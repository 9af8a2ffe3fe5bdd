//! Background reference sample for attribution

use crate::error::{Result, ScoringError};
use crate::preprocessing::take_rows;
use crate::utils::to_input_matrix;
use ndarray::Array2;
use polars::prelude::*;
use rand::SeedableRng;
use rand_chacha::ChaCha8Rng;
use tracing::debug;

/// Rows drawn without replacement from the training partition
#[derive(Debug, Clone)]
pub struct BackgroundSample {
    frame: DataFrame,
}

impl BackgroundSample {
    /// Draw `min(cap, train.height())` rows with a fixed seed
    pub fn draw(train: &DataFrame, cap: usize, seed: u64) -> Result<Self> {
        let n = train.height();
        if n == 0 || cap == 0 {
            return Err(ScoringError::EmptyBackground(format!(
                ": {} training rows, cap {}",
                n, cap
            )));
        }

        let size = cap.min(n);
        let mut rng = ChaCha8Rng::seed_from_u64(seed);
        let indices = rand::seq::index::sample(&mut rng, n, size).into_vec();
        let frame = take_rows(train, &indices)?;

        debug!(rows = size, available = n, seed, "Drew background sample");
        Ok(Self { frame })
    }

    pub fn frame(&self) -> &DataFrame {
        &self.frame
    }

    pub fn len(&self) -> usize {
        self.frame.height()
    }

    pub fn is_empty(&self) -> bool {
        self.frame.height() == 0
    }

    /// Numeric view of `columns`, in the given order; only `required`
    /// columns must be numeric
    pub fn to_matrix(&self, columns: &[String], required: &[String]) -> Result<Array2<f64>> {
        to_input_matrix(&self.frame, columns, required).map_err(|e| match e {
            ScoringError::SchemaMismatch(msg) => {
                ScoringError::SchemaMismatch(format!("background sample: {}", msg))
            }
            other => other,
        })
    }
}
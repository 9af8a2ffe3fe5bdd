//! Inference module
//!
//! Loads regression model artifacts and scores frames with them:
//! - JSON artifacts with metadata and a linear or tree-ensemble model
//! - Structural validation on load
//! - Schema checks on prediction (missing columns fail, extra columns are ignored)
//! - Matrix prediction with a column layout for the attribution engine

mod model;
mod scorer;

pub use model::{
    FeatureLayout, LoadedModel, ModelArtifact, ModelMetadata, RegressionModel, RegressionTree,
    TreeNode,
};
pub use scorer::ModelScorer;
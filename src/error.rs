//! Error types for the Kolosal scoring pipeline

use thiserror::Error;

/// Result type alias for scoring operations
pub type Result<T> = std::result::Result<T, ScoringError>;

/// Main error type for the scoring pipeline
///
/// Every variant is fatal at the job level: the batch aborts and no output
/// artifact is left behind.
#[derive(Error, Debug)]
pub enum ScoringError {
    #[error("Invalid split fraction {fraction}: {reason}")]
    InvalidFraction { fraction: f64, reason: String },

    #[error("Empty dataset: {0}")]
    EmptyDataset(String),

    #[error("Schema mismatch: {0}")]
    SchemaMismatch(String),

    #[error("Model not found: {0}")]
    ModelNotFound(String),

    #[error("Failed to load model from {uri}: {reason}")]
    ModelLoad { uri: String, reason: String },

    #[error("Model invocation failed: {0}")]
    ModelInvocation(String),

    #[error("Background sample is empty{0}")]
    EmptyBackground(String),

    #[error("Failed to write output {path}: {reason}")]
    OutputWrite { path: String, reason: String },

    #[error("Data error: {0}")]
    DataError(String),

    #[error("IO error: {0}")]
    IoError(#[from] std::io::Error),

    #[error("Serialization error: {0}")]
    SerializationError(String),

    #[error("Configuration error: {0}")]
    ConfigError(String),

    #[error("Invalid parameter: {name} = {value}, {reason}")]
    InvalidParameter {
        name: String,
        value: String,
        reason: String,
    },
}

impl From<polars::error::PolarsError> for ScoringError {
    fn from(err: polars::error::PolarsError) -> Self {
        ScoringError::DataError(err.to_string())
    }
}

impl From<serde_json::Error> for ScoringError {
    fn from(err: serde_json::Error) -> Self {
        ScoringError::SerializationError(err.to_string())
    }
}

impl From<ndarray::ShapeError> for ScoringError {
    fn from(err: ndarray::ShapeError) -> Self {
        ScoringError::SchemaMismatch(format!("invalid matrix shape: {}", err))
    }
}
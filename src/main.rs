//! Kolosal Scoring - Main Entry Point
//!
//! Runs the preprocessing and scoring batch jobs.

use clap::Parser;
use kolosal_scoring::cli::{cmd_preprocess, cmd_score, Cli, Commands, ScoreOverrides};
use kolosal_scoring::pipeline::ScoringRequest;

fn main() -> anyhow::Result<()> {
    // Initialize logging
    tracing_subscriber::fmt()
        .with_env_filter(
            tracing_subscriber::EnvFilter::try_from_default_env()
                .unwrap_or_else(|_| "kolosal_scoring=info".into()),
        )
        .init();

    let cli = Cli::parse();

    match cli.command {
        Commands::Preprocess {
            raw_dataset,
            preprocessed_train_data,
            preprocessed_test_data,
            test_size,
            seed,
        } => {
            cmd_preprocess(
                &raw_dataset,
                &preprocessed_train_data,
                &preprocessed_test_data,
                test_size,
                seed,
            )
            .inspect_err(|e| {
                tracing::error!(
                    raw_dataset = %raw_dataset.display(),
                    train = %preprocessed_train_data.display(),
                    test = %preprocessed_test_data.display(),
                    error = %e,
                    "Preprocessing failed"
                )
            })?;
        }
        Commands::Score {
            training_data,
            scoring_data,
            model_name,
            target_column,
            scored_data,
            model_registry,
            config,
            background_size,
            n_permutations,
            seed,
            threads,
        } => {
            let request = ScoringRequest {
                training_data,
                scoring_data,
                model_name,
                target_column,
                scored_data,
            };
            let overrides = ScoreOverrides {
                config,
                background_size,
                n_permutations,
                seed,
                threads,
            };
            cmd_score(&request, &model_registry, &overrides).inspect_err(|e| {
                tracing::error!(
                    training_data = %request.training_data.display(),
                    scoring_data = %request.scoring_data.display(),
                    model = %request.model_name,
                    registry = %model_registry.display(),
                    error = %e,
                    "Scoring failed"
                )
            })?;
        }
    }

    Ok(())
}
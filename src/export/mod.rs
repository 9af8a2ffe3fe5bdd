//! Model lookup and scored-output persistence
//!
//! - Directory-backed model registry with semantic versions
//! - Model URIs resolved to local artifact paths
//! - Assembly of scored frames and atomic, timestamped CSV output

mod registry;
mod writer;

pub use registry::{
    LocalModelRegistry, ModelRegistry, ModelUri, ModelVersion, RegistryEntry, RegistryIndex,
};
pub use writer::{
    attribution_column, output_file_name, prediction_column, ResultAssembler,
    ATTRIBUTION_SUFFIX, PREDICTION_PREFIX, TIMESTAMP_FORMAT,
};
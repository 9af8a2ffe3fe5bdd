//! Conversions between polars frames and ndarray matrices

use crate::error::{Result, ScoringError};
use ndarray::Array2;
use polars::prelude::*;

fn is_numeric(dtype: &DataType) -> bool {
    dtype.is_float() || dtype.is_integer() || dtype.is_bool() || matches!(dtype, DataType::Null)
}

/// Numeric view of `columns` of `df`, one matrix column per name.
///
/// Nulls become `NaN`. Non-numeric columns are a schema mismatch.
pub fn to_feature_matrix(df: &DataFrame, columns: &[String]) -> Result<Array2<f64>> {
    to_input_matrix(df, columns, columns)
}

/// Matrix over `columns` where only the `required` ones must be numeric.
///
/// Other non-numeric columns are filled with a constant `0.0`. A column
/// nothing reads keeps the matrix aligned with the frame and, being constant
/// across every coalition, receives an attribution of exactly zero.
pub fn to_input_matrix(
    df: &DataFrame,
    columns: &[String],
    required: &[String],
) -> Result<Array2<f64>> {
    let n_rows = df.height();
    let mut matrix = Array2::<f64>::zeros((n_rows, columns.len()));

    for (j, name) in columns.iter().enumerate() {
        let column = df.column(name).map_err(|_| {
            ScoringError::SchemaMismatch(format!("column '{}' not found", name))
        })?;
        let series = column.as_materialized_series();
        if !is_numeric(series.dtype()) {
            if required.contains(name) {
                return Err(ScoringError::SchemaMismatch(format!(
                    "column '{}' has non-numeric type {:?}",
                    name,
                    series.dtype()
                )));
            }
            continue;
        }

        let values = series.cast(&DataType::Float64)?;
        let values = values.f64()?;
        for (i, value) in values.into_iter().enumerate() {
            matrix[[i, j]] = value.unwrap_or(f64::NAN);
        }
    }

    Ok(matrix)
}

#[cfg(test)]
mod tests {
    use super::*;

    fn names(cols: &[&str]) -> Vec<String> {
        cols.iter().map(|s| s.to_string()).collect()
    }

    #[test]
    fn test_to_feature_matrix_with_nulls() {
        let df = df!(
            "a" => &[Some(1i64), None, Some(3)],
            "b" => &[0.5, 1.5, 2.5]
        )
        .unwrap();

        let m = to_feature_matrix(&df, &names(&["a", "b"])).unwrap();
        assert_eq!(m.dim(), (3, 2));
        assert_eq!(m[[0, 0]], 1.0);
        assert!(m[[1, 0]].is_nan());
        assert_eq!(m[[2, 1]], 2.5);
    }

    #[test]
    fn test_column_subset_follows_requested_order() {
        let df = df!("a" => &[1.0, 2.0], "b" => &[3.0, 4.0]).unwrap();
        let m = to_feature_matrix(&df, &names(&["b", "a"])).unwrap();
        assert_eq!(m[[0, 0]], 3.0);
        assert_eq!(m[[1, 1]], 2.0);
    }

    #[test]
    fn test_non_numeric_column_rejected() {
        let df = df!("a" => &["x", "y"]).unwrap();
        let err = to_feature_matrix(&df, &names(&["a"])).unwrap_err();
        assert!(matches!(err, ScoringError::SchemaMismatch(_)));
    }

    #[test]
    fn test_unread_text_column_becomes_constant() {
        let df = df!("id" => &["r1", "r2"], "x" => &[1.5, 2.5]).unwrap();
        let m = to_input_matrix(&df, &names(&["id", "x"]), &names(&["x"])).unwrap();
        assert_eq!(m.dim(), (2, 2));
        assert_eq!(m[[0, 0]], 0.0);
        assert_eq!(m[[1, 0]], 0.0);
        assert_eq!(m[[1, 1]], 2.5);

        let err = to_input_matrix(&df, &names(&["id", "x"]), &names(&["id"])).unwrap_err();
        assert!(matches!(err, ScoringError::SchemaMismatch(_)));
    }

    #[test]
    fn test_missing_column_rejected() {
        let df = df!("a" => &[1.0]).unwrap();
        let err = to_feature_matrix(&df, &names(&["z"])).unwrap_err();
        assert!(matches!(err, ScoringError::SchemaMismatch(_)));
    }
}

********************

* **What you should do**: Copy each line of the listing that carries the string "impl".

* **Result of this exercise**:
impl BackgroundSample {
impl From<polars::error::PolarsError> for ScoringError {
impl From<serde_json::Error> for ScoringError {
impl From<ndarray::ShapeError> for ScoringError {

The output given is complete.